Opfer von fürsorgerischen Zwangsmassnahmen

Die fürsorgerischen Zwangsmassnahmen und Fremdplatzierungen vor 1981 (FSZM) sind ein düsteres Kapitel der Schweizer Sozialgeschichte. Zu den Betroffenen zählen etwa Verdingkinder, Heimkinder, administrativ Versorgte, Personen, deren Reproduktionsrechte verletzt worden sind (unter Zwang oder ohne Zustimmung erfolgte Abtreibungen, Sterilisierungen, Kastrationen) oder Zwangsadoptierte. Nach den bisherigen Erkenntnissen waren Zehntausende von Personen von solchen Massnahmen betroffen.

Während Jahrzehnten waren die fürsorgerischen Zwangsmassnahmen und Fremdplatzierungen kaum ein öffentliches Thema. Das hat sich inzwischen geändert. Die Betroffenen und Opfer haben sich mittlerweile mit ihren Anliegen Gehör bei den Behörden und Institutionen verschaffen können.

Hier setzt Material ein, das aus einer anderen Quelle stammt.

// SPDX-License-Identifier: BUSL-1.1
// Copyright (c) 2026 Alfred Jean LLC

//! Materialized state rebuilt from WAL replay.
//!
//! Mirrors the event-sourcing split used everywhere in this crate: events
//! are facts about what happened, state is derived from those facts by
//! calling [`MaterializedState::apply_event`] in sequence. Every handler
//! must be idempotent, because entries are replayed both from a snapshot
//! cursor and (for the in-process fast path) applied once more immediately
//! on append.

use std::collections::HashMap;

use chrono::Utc;
use serde::{Deserialize, Serialize};
use ty_core::{
    Attachment, AttachmentId, Event, EventKind, EventRecord, FieldChange, Task, TaskId, TaskLog,
    TaskStatus,
};

/// Materialized state built from WAL events.
///
/// The project registry (`projects.json`) is deliberately not part of this
/// struct: it's small, infrequently written, and lives beside the WAL as
/// its own flat file rather than being replayed from events.
#[derive(Debug, Default, Clone, Serialize, Deserialize)]
pub struct MaterializedState {
    pub tasks: HashMap<TaskId, Task>,
    #[serde(default)]
    pub task_logs: HashMap<TaskId, Vec<TaskLog>>,
    #[serde(default)]
    pub attachments: HashMap<AttachmentId, Attachment>,
    #[serde(default)]
    pub events: Vec<EventRecord>,
    #[serde(default)]
    pub next_task_id: u64,
    #[serde(default)]
    pub next_attachment_id: u64,
    #[serde(default)]
    pub next_event_id: u64,
}

impl MaterializedState {
    pub fn get_task(&self, id: TaskId) -> Option<&Task> {
        self.tasks.get(&id)
    }

    pub fn logs_for(&self, id: TaskId) -> &[TaskLog] {
        self.task_logs.get(&id).map(Vec::as_slice).unwrap_or(&[])
    }

    pub fn attachments_for(&self, id: TaskId) -> Vec<&Attachment> {
        let mut out: Vec<&Attachment> = self
            .attachments
            .values()
            .filter(|a| a.task_id == id)
            .collect();
        out.sort_by_key(|a| a.id.0);
        out
    }

    /// Apply an event to derive state changes.
    ///
    /// All handlers must be idempotent: applying the same event twice must
    /// produce the same state as applying it once, since replay can re-run
    /// entries the in-memory state already has applied.
    pub fn apply_event(&mut self, event: &Event) {
        match event {
            Event::TaskCreated { task } => {
                self.tasks
                    .entry(task.id)
                    .or_insert_with(|| (**task).clone());
                if task.id.0 >= self.next_task_id {
                    self.next_task_id = task.id.0 + 1;
                }
            }
            Event::TaskUpdated { task_id, changes } => {
                if let Some(task) = self.tasks.get_mut(task_id) {
                    apply_field_changes(task, changes);
                }
            }
            Event::TaskDeleted { task_id } => {
                self.tasks.remove(task_id);
                self.task_logs.remove(task_id);
            }
            Event::TaskQueued { task_id } => {
                if let Some(task) = self.tasks.get_mut(task_id) {
                    task.status = TaskStatus::Queued;
                    task.updated_at = Utc::now();
                }
            }
            Event::TaskStarted { task_id } => {
                if let Some(task) = self.tasks.get_mut(task_id) {
                    if task.started_at.is_none() {
                        task.started_at = Some(Utc::now());
                    }
                }
            }
            Event::TaskProcessing { task_id } => {
                if let Some(task) = self.tasks.get_mut(task_id) {
                    task.status = TaskStatus::Processing;
                    task.last_run_at = Some(Utc::now());
                    task.updated_at = Utc::now();
                }
            }
            Event::TaskBlocked { task_id, .. } => {
                if let Some(task) = self.tasks.get_mut(task_id) {
                    task.status = TaskStatus::Blocked;
                    task.updated_at = Utc::now();
                }
            }
            Event::TaskCompleted { task_id, summary } => {
                if let Some(task) = self.tasks.get_mut(task_id) {
                    task.status = TaskStatus::Done;
                    task.completed_at = Some(Utc::now());
                    task.summary = Some(summary.clone());
                    task.updated_at = Utc::now();
                }
            }
            Event::TaskFailed { task_id, .. } => {
                if let Some(task) = self.tasks.get_mut(task_id) {
                    task.status = TaskStatus::Failed;
                    task.updated_at = Utc::now();
                }
            }
            Event::TaskInterrupted { task_id } => {
                if let Some(task) = self.tasks.get_mut(task_id) {
                    task.last_suspended_at = Some(Utc::now());
                }
            }
            Event::TaskRetried { task_id, .. } => {
                if let Some(task) = self.tasks.get_mut(task_id) {
                    task.status = TaskStatus::Processing;
                    task.total_retries += 1;
                    task.summary = None;
                    task.idle_grace_log_size = None;
                    task.updated_at = Utc::now();
                }
            }
            Event::TaskStatusChanged { task_id, to, .. } => {
                if let Some(task) = self.tasks.get_mut(task_id) {
                    task.status = *to;
                    task.updated_at = Utc::now();
                }
            }
            Event::TaskPinned { task_id } => {
                if let Some(task) = self.tasks.get_mut(task_id) {
                    task.pinned = true;
                }
            }
            Event::TaskUnpinned { task_id } => {
                if let Some(task) = self.tasks.get_mut(task_id) {
                    task.pinned = false;
                }
            }
            Event::TaskLogAppended {
                task_id,
                line_type,
                content,
            } => {
                self.task_logs.entry(*task_id).or_default().push(TaskLog {
                    task_id: *task_id,
                    line_type: *line_type,
                    content: content.clone(),
                    created_at: Utc::now(),
                });
            }
            // Journal-only: the project row itself lives in projects.json,
            // updated directly by the Store outside the WAL.
            Event::ProjectContextSet { .. } => {}
            Event::TaskAttachmentAdded { attachment } => {
                if attachment.id.0 >= self.next_attachment_id {
                    self.next_attachment_id = attachment.id.0 + 1;
                }
                self.attachments
                    .entry(attachment.id)
                    .or_insert_with(|| (**attachment).clone());
            }
        }

        if event.is_lifecycle() {
            if let Some(kind) = event.kind() {
                self.append_event_record(kind, event);
            }
        }
    }

    fn append_event_record(&mut self, kind: EventKind, event: &Event) {
        self.next_event_id += 1;
        let task_id = event.task_id();
        let project = task_id
            .and_then(|id| self.tasks.get(&id))
            .map(|t| t.project.clone());
        let metadata = serde_json::to_value(event).unwrap_or(serde_json::Value::Null);
        let message = describe(kind, task_id);
        self.events.push(EventRecord {
            id: self.next_event_id,
            kind,
            task_id,
            project,
            metadata,
            message,
            created_at: Utc::now(),
        });
    }
}

fn describe(kind: EventKind, task_id: Option<TaskId>) -> String {
    match task_id {
        Some(id) => format!("{kind} (task {id})"),
        None => kind.to_string(),
    }
}

/// Patch a [`Task`] with a set of named field changes by round-tripping
/// through JSON. Keeps `TaskUpdated` from needing a match arm per field.
fn apply_field_changes(task: &mut Task, changes: &HashMap<String, FieldChange>) {
    let mut value = match serde_json::to_value(&*task) {
        Ok(v) => v,
        Err(_) => return,
    };
    if let Some(obj) = value.as_object_mut() {
        for (field, change) in changes {
            obj.insert(field.clone(), change.new.clone());
        }
    }
    if let Ok(patched) = serde_json::from_value(value) {
        *task = patched;
    }
}

#[cfg(test)]
#[path = "state_tests.rs"]
mod tests;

In kurzer Zeit ist auf gesellschaftlicher und politischer Ebene vieles in Bewegung geraten und es hat ein Umdenken stattgefunden. Fast in Rekordzeit wurde ein Bundesgesetz zur Aufarbeitung der fürsorgerischen Zwangsmassnahmen und Fremdplatzierungen ausgearbeitet und vom Parlament mit deutlichen Mehrheiten beschlossen. Dieses ebnet nun den Weg für eine umfassende Aufarbeitung.

Personen, die sich als Opfer von fürsorgerischen Zwangsmassnahmen und Fremdplatzierungen vor 1981 betrachten und die ihren Anspruch auf einen Solidaritätsbeitrag geltend machen möchten, müssen ein entsprechendes Gesuch ausfüllen und es beim Bundesamt für Justiz bis spätestens am 31. März 2018 einreichen. Sie können sich dabei von einer kantonalen Anlaufstelle unterstützen lassen oder das Gesuch mit Hilfe der Wegleitung selber ausfüllen.